(Data extracted from a collection)
>>>>>
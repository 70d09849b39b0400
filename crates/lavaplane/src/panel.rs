//! Debug panel: every slider and checkbox binds directly to live
//! uniform or session state, so edits land on the next frame.

use renderer::{Compositor, FrameStats};

use crate::session::Session;

pub fn draw(
    ctx: &egui::Context,
    session: &mut Session,
    compositor: &mut Compositor,
    stats: &FrameStats,
    wireframe_supported: bool,
) {
    egui::Window::new("Debug")
        .default_width(300.0)
        .default_open(false)
        .show(ctx, |ui| {
            ui.label(format!(
                "{:.0} fps ({:.1} ms)",
                stats.fps(),
                stats.frame_time_ms()
            ));
            ui.separator();

            ui.collapsing("Plane", |ui| {
                ui.add_enabled(
                    wireframe_supported,
                    egui::Checkbox::new(&mut compositor.scene.wireframe, "Wireframe"),
                );

                ui.collapsing("Color", |ui| {
                    if ui.button("Randomize palette").clicked() {
                        session.regenerate_palette();
                        compositor.scene.uniforms.set_palette(&session.palette);
                    }
                    let mut edited = false;
                    for (index, color) in session.palette.colors.iter_mut().enumerate() {
                        let mut rgb = color.to_srgb();
                        ui.horizontal(|ui| {
                            if ui.color_edit_button_rgb(&mut rgb).changed() {
                                color.set_srgb(rgb);
                                edited = true;
                            }
                            ui.label(format!("Color {}", index + 1));
                        });
                    }
                    if edited {
                        compositor.scene.uniforms.set_palette(&session.palette);
                    }
                });
            });

            ui.collapsing("Time", |ui| {
                ui.add(
                    egui::Slider::new(&mut session.speed, 0.0..=5.0)
                        .step_by(0.01)
                        .text("Speed"),
                );
            });

            ui.collapsing("Lava", |ui| {
                let uniforms = &mut compositor.scene.uniforms;
                ui.add(
                    egui::Slider::new(&mut uniforms.noise_coord[0], 0.0..=5.0)
                        .step_by(0.01)
                        .text("Coord X"),
                );
                ui.add(
                    egui::Slider::new(&mut uniforms.noise_coord[1], 0.0..=5.0)
                        .step_by(0.01)
                        .text("Coord Y"),
                );
                ui.add(
                    egui::Slider::new(&mut uniforms.noise_elevation, 0.0..=6.0)
                        .step_by(0.01)
                        .text("Elevation"),
                );
            });

            ui.collapsing("Noise", |ui| {
                ui.checkbox(&mut compositor.grain.enabled, "Enabled");
                let uniforms = &mut compositor.grain.uniforms;
                ui.add(
                    egui::Slider::new(&mut uniforms.size, 0.0..=500.0)
                        .step_by(1.0)
                        .text("Size"),
                );
                ui.add(
                    egui::Slider::new(&mut uniforms.strength, 0.0..=0.1)
                        .step_by(0.001)
                        .text("Strength"),
                );
                ui.add(
                    egui::Slider::new(&mut uniforms.saturation, 0.0..=10.0)
                        .step_by(0.01)
                        .text("Saturation"),
                );
            });
        });
}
<<<<<
Work to be completed:
The output should match the records above exactly, line for line.

Answer:
repository 70d09849b39b0400
filename crates/lavaplane/src/panel.rs
//! Debug panel: every slider and checkbox binds directly to live
//! uniform or session state, so edits land on the next frame.

use renderer::{Compositor, FrameStats};

use crate::session::Session;

pub fn draw(
    ctx: &egui::Context,
    session: &mut Session,
    compositor: &mut Compositor,
    stats: &FrameStats,
    wireframe_supported: bool,
) {
    egui::Window::new("Debug")
        .default_width(300.0)
        .default_open(false)
        .show(ctx, |ui| {
            ui.label(format!(
                "{:.0} fps ({:.1} ms)",
                stats.fps(),
                stats.frame_time_ms()
            ));
            ui.separator();

            ui.collapsing("Plane", |ui| {
                ui.add_enabled(
                    wireframe_supported,
                    egui::Checkbox::new(&mut compositor.scene.wireframe, "Wireframe"),
                );

                ui.collapsing("Color", |ui| {
                    if ui.button("Randomize palette").clicked() {
                        session.regenerate_palette();
                        compositor.scene.uniforms.set_palette(&session.palette);
                    }
                    let mut edited = false;
                    for (index, color) in session.palette.colors.iter_mut().enumerate() {
                        let mut rgb = color.to_srgb();
                        ui.horizontal(|ui| {
                            if ui.color_edit_button_rgb(&mut rgb).changed() {
                                color.set_srgb(rgb);
                                edited = true;
                            }
                            ui.label(format!("Color {}", index + 1));
                        });
                    }
                    if edited {
                        compositor.scene.uniforms.set_palette(&session.palette);
                    }
                });
            });

            ui.collapsing("Time", |ui| {
                ui.add(
                    egui::Slider::new(&mut session.speed, 0.0..=5.0)
                        .step_by(0.01)
                        .text("Speed"),
                );
            });

            ui.collapsing("Lava", |ui| {
                let uniforms = &mut compositor.scene.uniforms;
                ui.add(
                    egui::Slider::new(&mut uniforms.noise_coord[0], 0.0..=5.0)
                        .step_by(0.01)
                        .text("Coord X"),
                );
                ui.add(
                    egui::Slider::new(&mut uniforms.noise_coord[1], 0.0..=5.0)
                        .step_by(0.01)
                        .text("Coord Y"),
                );
                ui.add(
                    egui::Slider::new(&mut uniforms.noise_elevation, 0.0..=6.0)
                        .step_by(0.01)
                        .text("Elevation"),
                );
            });

            ui.collapsing("Noise", |ui| {
                ui.checkbox(&mut compositor.grain.enabled, "Enabled");
                let uniforms = &mut compositor.grain.uniforms;
                ui.add(
                    egui::Slider::new(&mut uniforms.size, 0.0..=500.0)
                        .step_by(1.0)
                        .text("Size"),
                );
                ui.add(
                    egui::Slider::new(&mut uniforms.strength, 0.0..=0.1)
                        .step_by(0.001)
                        .text("Strength"),
                );
                ui.add(
                    egui::Slider::new(&mut uniforms.saturation, 0.0..=10.0)
                        .step_by(0.01)
                        .text("Saturation"),
                );
            });
        });
}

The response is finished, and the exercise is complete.